++++ DATA PROVIDED ++++

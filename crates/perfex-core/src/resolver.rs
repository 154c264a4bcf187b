//! Counter-object dependency resolution.
//!
//! Dependencies are computed once, when collectors are built, and only looked
//! up per scrape.

use std::collections::{BTreeMap, BTreeSet};

/// Maps collector names to the counter objects they read.
#[derive(Debug, Clone, Default)]
pub struct DependencyResolver {
    dependencies: BTreeMap<String, BTreeSet<String>>,
}

impl DependencyResolver {
    pub fn new() -> Self {
        Self::default()
    }

    /// Records the dependencies of one collector, replacing earlier ones.
    pub fn insert(
        &mut self,
        collector: impl Into<String>,
        objects: impl IntoIterator<Item = String>,
    ) {
        self.dependencies
            .insert(collector.into(), objects.into_iter().collect());
    }

    pub fn dependencies_of(&self, collector: &str) -> Option<&BTreeSet<String>> {
        self.dependencies.get(collector)
    }

    /// Union of the counter objects needed by `enabled`.
    ///
    /// Unknown names and collectors without dependencies contribute nothing.
    pub fn resolve<S: AsRef<str>>(&self, enabled: &[S]) -> BTreeSet<String> {
        enabled
            .iter()
            .filter_map(|name| self.dependencies.get(name.as_ref()))
            .flatten()
            .cloned()
            .collect()
    }

    /// Space-separated, sorted serialization of [`resolve`](Self::resolve).
    pub fn query<S: AsRef<str>>(&self, enabled: &[S]) -> String {
        self.resolve(enabled)
            .into_iter()
            .collect::<Vec<_>>()
            .join(" ")
    }
}

#[cfg(test)]
mod tests {
    use super::*;

    fn resolver() -> DependencyResolver {
        let mut r = DependencyResolver::new();
        r.insert("net", vec!["Network Interface".to_string()]);
        r.insert(
            "dfsr",
            vec![
                "DFS Replication Connections".to_string(),
                "DFS Replicated Folders".to_string(),
            ],
        );
        r.insert("textfile", Vec::new());
        r.insert("nic2", vec!["Network Interface".to_string()]);
        r
    }

    #[test]
    fn test_resolve_union_is_deduplicated() {
        let set = resolver().resolve(&["net", "nic2"]);
        assert_eq!(set.len(), 1);
        assert!(set.contains("Network Interface"));
    }

    #[test]
    fn test_resolve_is_stable() {
        let r = resolver();
        let a = r.resolve(&["net", "dfsr"]);
        let b = r.resolve(&["dfsr", "net"]);
        assert_eq!(a, b);
        assert_eq!(a, r.resolve(&["net", "dfsr"]));
    }

    #[test]
    fn test_collector_without_dependencies_contributes_nothing() {
        let r = resolver();
        assert!(r.resolve(&["textfile"]).is_empty());
        assert_eq!(r.resolve(&["textfile", "net"]), r.resolve(&["net"]));
    }

    #[test]
    fn test_unknown_names_are_ignored() {
        assert!(resolver().resolve(&["nope"]).is_empty());
    }

    #[test]
    fn test_query_is_sorted() {
        assert_eq!(
            resolver().query(&["net", "dfsr"]),
            "DFS Replicated Folders DFS Replication Connections Network Interface"
        );
    }
}
//! Prometheus text exposition of collected samples.
//!
//! Samples are grouped into families by name and replayed into a throwaway
//! `prometheus::Registry`, which owns the actual wire encoding.

use std::collections::HashMap;

use prometheus::{CounterVec, Encoder, GaugeVec, Opts, Registry, TextEncoder};
use thiserror::Error;
use tracing::warn;

use crate::metric::{MetricKind, Sample};

#[derive(Debug, Error)]
pub enum ExpositionError {
    #[error("metric encoding failed: {0}")]
    Prometheus(#[from] prometheus::Error),
    #[error("encoded metrics are not valid UTF-8")]
    Utf8(#[from] std::string::FromUtf8Error),
}

/// `Content-Type` header value matching [`encode`]'s output.
pub fn content_type() -> String {
    TextEncoder::new().format_type().to_string()
}

struct Family<'a> {
    name: &'a str,
    help: &'a str,
    kind: MetricKind,
    label_keys: Vec<&'a str>,
    samples: Vec<&'a Sample>,
}

fn group(samples: &[Sample]) -> Vec<Family<'_>> {
    let mut families: Vec<Family<'_>> = Vec::new();
    let mut index: HashMap<&str, usize> = HashMap::new();

    for sample in samples {
        let keys: Vec<&str> = sample.labels.iter().map(|(k, _)| k.as_str()).collect();
        match index.get(sample.name.as_str()) {
            Some(&i) => {
                let family = &mut families[i];
                if family.kind != sample.kind || family.label_keys != keys {
                    warn!(
                        metric = %sample.name,
                        "dropping sample with inconsistent type or label set"
                    );
                    continue;
                }
                family.samples.push(sample);
            }
            None => {
                index.insert(sample.name.as_str(), families.len());
                families.push(Family {
                    name: &sample.name,
                    help: &sample.help,
                    kind: sample.kind,
                    label_keys: keys,
                    samples: vec![sample],
                });
            }
        }
    }
    families
}

fn register_family(registry: &Registry, family: &Family<'_>) -> Result<(), prometheus::Error> {
    // The client library rejects empty help strings.
    let help = if family.help.is_empty() {
        family.name
    } else {
        family.help
    };
    let opts = Opts::new(family.name, help);

    match family.kind {
        MetricKind::Gauge => {
            let vec = GaugeVec::new(opts, family.label_keys.as_slice())?;
            for sample in &family.samples {
                let values: Vec<&str> = sample.labels.iter().map(|(_, v)| v.as_str()).collect();
                vec.with_label_values(values.as_slice()).set(sample.value);
            }
            registry.register(Box::new(vec))
        }
        MetricKind::Counter => {
            let vec = CounterVec::new(opts, family.label_keys.as_slice())?;
            let mut kept = 0;
            for sample in &family.samples {
                if !(sample.value >= 0.0) {
                    warn!(metric = %sample.name, value = sample.value, "dropping negative counter");
                    continue;
                }
                let values: Vec<&str> = sample.labels.iter().map(|(_, v)| v.as_str()).collect();
                vec.with_label_values(values.as_slice()).inc_by(sample.value);
                kept += 1;
            }
            // A family without children has nothing to expose.
            if kept == 0 {
                return Ok(());
            }
            registry.register(Box::new(vec))
        }
    }
}

/// Encodes samples in the Prometheus text format.
///
/// A family that the client library refuses (invalid name, label clash) is
/// logged and left out; the rest of the output is unaffected.
pub fn encode(samples: &[Sample]) -> Result<String, ExpositionError> {
    let registry = Registry::new();
    for family in group(samples) {
        if let Err(e) = register_family(&registry, &family) {
            warn!(metric = family.name, error = %e, "skipping metric family");
        }
    }

    let mut buffer = Vec::new();
    TextEncoder::new().encode(&registry.gather(), &mut buffer)?;
    Ok(String::from_utf8(buffer)?)
}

++++

◆ WORK REQUIRED
Using the records above, pull out each line where the word "insert" occurs.

◆ YOUR RESPONSE
    pub fn insert(
            .insert(collector.into(), objects.into_iter().collect());
        r.insert("net", vec!["Network Interface".to_string()]);
        r.insert(
        r.insert("textfile", Vec::new());
        r.insert("nic2", vec!["Network Interface".to_string()]);
                index.insert(sample.name.as_str(), families.len());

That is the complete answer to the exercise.